#### Extracted material

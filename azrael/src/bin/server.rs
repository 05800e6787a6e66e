//! Simulation server: wires the store, command queue, force grid and worker
//! pool to the tick orchestrator and runs until Ctrl-C.
//!
//! Usage: `server [config.json]`

use std::sync::Arc;

use parking_lot::RwLock;
use tracing::info;

use azrael::command::command_queue;
use azrael::config::SimConfig;
use azrael::error::SimResult;
use azrael::force_grid::ForceGrid;
use azrael::orchestrator::Orchestrator;
use azrael::store::InMemoryStore;
use azrael::worker::WorkerPool;

#[tokio::main]
async fn main() -> SimResult<()> {
    azrael::init_logging();

    let config = match std::env::args().nth(1) {
        Some(path) => SimConfig::from_file(path)?,
        None => SimConfig::default(),
    };

    let store = Arc::new(InMemoryStore::new());
    let grid = Arc::new(RwLock::new(ForceGrid::from_config(&config.force_grid)));
    let (commands, receiver) = command_queue(config.command_queue_capacity);

    let pool = WorkerPool::new(
        config.pool_size.max(1) * config.queue_depth,
        config.worker_timeout_duration(),
    );
    pool.spawn_local(config.pool_size);
    if let Some(addr) = &config.endpoints.worker_addr {
        pool.listen(addr).await?;
    }

    let mut orchestrator = Orchestrator::new(store, receiver, grid, pool, config);
    let shutdown = orchestrator.shutdown_handle();
    tokio::spawn(async move {
        let _ = tokio::signal::ctrl_c().await;
        info!("stop requested");
        shutdown.shutdown();
    });

    // The façade would hold this sender; keep the intake open for as long as
    // the loop runs.
    let _commands = commands;
    orchestrator.run().await
}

########

■ What needs to be done
Search the listing above for the string "tokio". Copy every line that contains it.

■ Result
#[tokio::main]
    tokio::spawn(async move {
        let _ = tokio::signal::ctrl_c().await;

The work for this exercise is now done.